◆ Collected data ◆
◇ ◇ ◇
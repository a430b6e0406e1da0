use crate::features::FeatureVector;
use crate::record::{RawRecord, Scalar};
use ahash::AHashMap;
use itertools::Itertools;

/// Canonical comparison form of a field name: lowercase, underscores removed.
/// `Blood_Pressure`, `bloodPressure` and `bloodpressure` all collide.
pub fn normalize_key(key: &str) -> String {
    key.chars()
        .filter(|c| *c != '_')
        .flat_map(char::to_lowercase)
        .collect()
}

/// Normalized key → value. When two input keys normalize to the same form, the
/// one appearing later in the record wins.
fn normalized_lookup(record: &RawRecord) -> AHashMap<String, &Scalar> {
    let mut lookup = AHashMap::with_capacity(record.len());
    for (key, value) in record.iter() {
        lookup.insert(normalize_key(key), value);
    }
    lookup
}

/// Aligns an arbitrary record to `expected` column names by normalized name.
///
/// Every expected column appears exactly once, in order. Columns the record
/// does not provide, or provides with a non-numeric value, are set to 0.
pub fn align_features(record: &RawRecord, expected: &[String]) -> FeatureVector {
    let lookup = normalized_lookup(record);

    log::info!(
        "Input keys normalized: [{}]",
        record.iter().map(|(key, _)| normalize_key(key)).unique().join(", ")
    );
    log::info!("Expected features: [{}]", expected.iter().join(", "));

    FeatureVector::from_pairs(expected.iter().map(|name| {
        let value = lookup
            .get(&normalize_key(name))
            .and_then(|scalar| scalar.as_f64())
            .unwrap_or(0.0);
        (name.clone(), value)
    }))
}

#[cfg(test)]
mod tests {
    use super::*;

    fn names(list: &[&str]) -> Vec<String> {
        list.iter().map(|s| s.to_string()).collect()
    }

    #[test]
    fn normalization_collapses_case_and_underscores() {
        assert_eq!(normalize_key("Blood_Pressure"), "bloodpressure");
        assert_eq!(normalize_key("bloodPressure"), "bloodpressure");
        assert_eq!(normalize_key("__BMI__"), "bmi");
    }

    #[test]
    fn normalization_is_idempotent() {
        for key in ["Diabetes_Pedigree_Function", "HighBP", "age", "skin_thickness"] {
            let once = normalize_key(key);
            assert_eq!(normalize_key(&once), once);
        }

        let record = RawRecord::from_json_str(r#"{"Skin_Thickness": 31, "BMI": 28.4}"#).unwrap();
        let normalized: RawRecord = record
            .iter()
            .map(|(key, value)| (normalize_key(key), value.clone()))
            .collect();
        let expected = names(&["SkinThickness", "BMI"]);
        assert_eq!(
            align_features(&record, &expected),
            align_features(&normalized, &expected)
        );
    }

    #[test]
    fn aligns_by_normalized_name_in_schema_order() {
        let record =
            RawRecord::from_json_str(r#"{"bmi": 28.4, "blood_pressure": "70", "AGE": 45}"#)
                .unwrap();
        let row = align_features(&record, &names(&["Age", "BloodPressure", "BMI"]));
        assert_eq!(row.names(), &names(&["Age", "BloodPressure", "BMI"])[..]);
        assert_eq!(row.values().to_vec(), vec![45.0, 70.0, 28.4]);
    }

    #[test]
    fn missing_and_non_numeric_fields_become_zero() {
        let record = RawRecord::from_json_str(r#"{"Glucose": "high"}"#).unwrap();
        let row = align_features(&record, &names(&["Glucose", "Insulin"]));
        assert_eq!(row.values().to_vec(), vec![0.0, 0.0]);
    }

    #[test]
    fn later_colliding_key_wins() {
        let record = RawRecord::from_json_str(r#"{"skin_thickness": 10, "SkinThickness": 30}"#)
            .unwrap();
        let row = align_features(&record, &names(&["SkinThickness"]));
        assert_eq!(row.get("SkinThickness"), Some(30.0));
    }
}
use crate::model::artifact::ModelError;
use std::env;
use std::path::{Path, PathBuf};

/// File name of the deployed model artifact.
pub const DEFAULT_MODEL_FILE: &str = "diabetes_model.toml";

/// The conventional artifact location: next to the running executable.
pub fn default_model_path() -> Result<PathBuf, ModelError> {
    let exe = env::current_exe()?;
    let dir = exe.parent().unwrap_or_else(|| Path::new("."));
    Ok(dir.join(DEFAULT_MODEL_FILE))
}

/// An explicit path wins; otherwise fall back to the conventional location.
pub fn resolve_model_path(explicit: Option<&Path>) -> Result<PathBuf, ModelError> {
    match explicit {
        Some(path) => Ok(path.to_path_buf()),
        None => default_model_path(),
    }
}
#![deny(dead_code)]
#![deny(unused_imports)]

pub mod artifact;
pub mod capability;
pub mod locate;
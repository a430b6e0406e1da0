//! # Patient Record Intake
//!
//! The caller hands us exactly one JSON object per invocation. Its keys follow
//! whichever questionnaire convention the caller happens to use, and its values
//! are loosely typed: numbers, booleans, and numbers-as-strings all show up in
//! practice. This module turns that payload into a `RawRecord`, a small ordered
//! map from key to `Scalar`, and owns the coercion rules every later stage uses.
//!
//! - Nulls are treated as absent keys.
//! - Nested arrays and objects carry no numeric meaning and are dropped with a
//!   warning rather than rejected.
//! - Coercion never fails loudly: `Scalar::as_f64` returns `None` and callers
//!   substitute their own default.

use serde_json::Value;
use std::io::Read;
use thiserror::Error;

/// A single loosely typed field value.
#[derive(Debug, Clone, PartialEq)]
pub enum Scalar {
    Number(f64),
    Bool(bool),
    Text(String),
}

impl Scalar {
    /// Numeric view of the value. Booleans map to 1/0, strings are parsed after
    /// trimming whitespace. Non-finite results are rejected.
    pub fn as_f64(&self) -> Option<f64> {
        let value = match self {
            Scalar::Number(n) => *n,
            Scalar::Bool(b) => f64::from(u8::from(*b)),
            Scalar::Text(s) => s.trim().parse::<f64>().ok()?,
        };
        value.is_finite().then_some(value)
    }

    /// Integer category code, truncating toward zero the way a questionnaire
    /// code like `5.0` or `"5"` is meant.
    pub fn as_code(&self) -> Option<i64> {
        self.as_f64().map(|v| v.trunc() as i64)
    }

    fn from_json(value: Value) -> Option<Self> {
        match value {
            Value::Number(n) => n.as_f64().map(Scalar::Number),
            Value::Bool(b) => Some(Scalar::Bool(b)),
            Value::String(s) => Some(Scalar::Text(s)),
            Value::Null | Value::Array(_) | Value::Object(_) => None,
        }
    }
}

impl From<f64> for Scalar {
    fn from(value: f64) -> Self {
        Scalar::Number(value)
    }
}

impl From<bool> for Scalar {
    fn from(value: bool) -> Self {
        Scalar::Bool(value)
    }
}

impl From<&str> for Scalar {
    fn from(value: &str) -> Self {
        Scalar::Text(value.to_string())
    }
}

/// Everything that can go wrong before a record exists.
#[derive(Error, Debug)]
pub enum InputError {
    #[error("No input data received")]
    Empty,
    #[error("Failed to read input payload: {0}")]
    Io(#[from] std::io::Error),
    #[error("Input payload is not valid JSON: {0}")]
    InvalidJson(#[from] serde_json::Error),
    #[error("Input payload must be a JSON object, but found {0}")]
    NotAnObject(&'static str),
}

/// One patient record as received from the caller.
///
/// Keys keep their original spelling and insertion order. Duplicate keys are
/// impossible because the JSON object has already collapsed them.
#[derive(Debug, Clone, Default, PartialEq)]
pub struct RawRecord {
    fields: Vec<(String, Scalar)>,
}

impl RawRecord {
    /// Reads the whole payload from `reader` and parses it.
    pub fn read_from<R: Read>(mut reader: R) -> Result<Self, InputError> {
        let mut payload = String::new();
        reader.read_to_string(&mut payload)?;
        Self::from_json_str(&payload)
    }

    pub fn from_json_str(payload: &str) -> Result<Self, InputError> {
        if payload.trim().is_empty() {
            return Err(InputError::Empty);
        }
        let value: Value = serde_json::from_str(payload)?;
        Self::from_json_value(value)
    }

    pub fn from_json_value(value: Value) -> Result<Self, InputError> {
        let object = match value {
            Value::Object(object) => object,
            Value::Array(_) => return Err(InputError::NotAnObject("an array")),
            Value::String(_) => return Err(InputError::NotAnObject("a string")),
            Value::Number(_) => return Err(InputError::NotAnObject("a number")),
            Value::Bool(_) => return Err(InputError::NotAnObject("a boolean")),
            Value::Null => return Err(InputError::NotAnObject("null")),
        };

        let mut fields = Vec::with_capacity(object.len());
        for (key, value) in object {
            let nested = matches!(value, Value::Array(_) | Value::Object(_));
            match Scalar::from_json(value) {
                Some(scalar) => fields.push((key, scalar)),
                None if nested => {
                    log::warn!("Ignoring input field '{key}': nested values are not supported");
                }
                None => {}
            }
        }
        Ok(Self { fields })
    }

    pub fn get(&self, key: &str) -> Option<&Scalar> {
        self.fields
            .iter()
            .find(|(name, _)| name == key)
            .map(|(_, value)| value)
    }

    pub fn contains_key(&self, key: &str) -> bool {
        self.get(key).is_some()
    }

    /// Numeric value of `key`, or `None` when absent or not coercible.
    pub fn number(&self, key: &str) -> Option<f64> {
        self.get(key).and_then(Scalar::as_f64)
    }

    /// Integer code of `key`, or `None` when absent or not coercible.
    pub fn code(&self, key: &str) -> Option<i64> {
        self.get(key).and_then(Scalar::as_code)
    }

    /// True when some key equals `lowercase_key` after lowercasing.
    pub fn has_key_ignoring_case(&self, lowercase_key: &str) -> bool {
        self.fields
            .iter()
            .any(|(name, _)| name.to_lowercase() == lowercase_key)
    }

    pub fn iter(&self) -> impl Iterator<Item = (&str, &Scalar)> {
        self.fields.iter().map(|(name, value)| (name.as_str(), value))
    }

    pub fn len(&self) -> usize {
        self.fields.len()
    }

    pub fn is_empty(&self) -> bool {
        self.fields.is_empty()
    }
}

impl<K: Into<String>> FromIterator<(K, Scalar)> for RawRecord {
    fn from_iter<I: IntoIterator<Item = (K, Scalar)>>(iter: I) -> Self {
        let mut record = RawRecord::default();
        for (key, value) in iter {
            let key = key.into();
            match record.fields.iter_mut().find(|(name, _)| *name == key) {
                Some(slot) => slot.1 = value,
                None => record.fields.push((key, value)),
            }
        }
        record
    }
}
◇ ◇ ◇
◆ YOUR ASSIGNMENT ◆
Only the lines that hold the word "explicit" are wanted; each should be pulled from the records.

◆ RESPONSE BELOW ◆
/// An explicit path wins; otherwise fall back to the conventional location.
pub fn resolve_model_path(explicit: Option<&Path>) -> Result<PathBuf, ModelError> {
    match explicit {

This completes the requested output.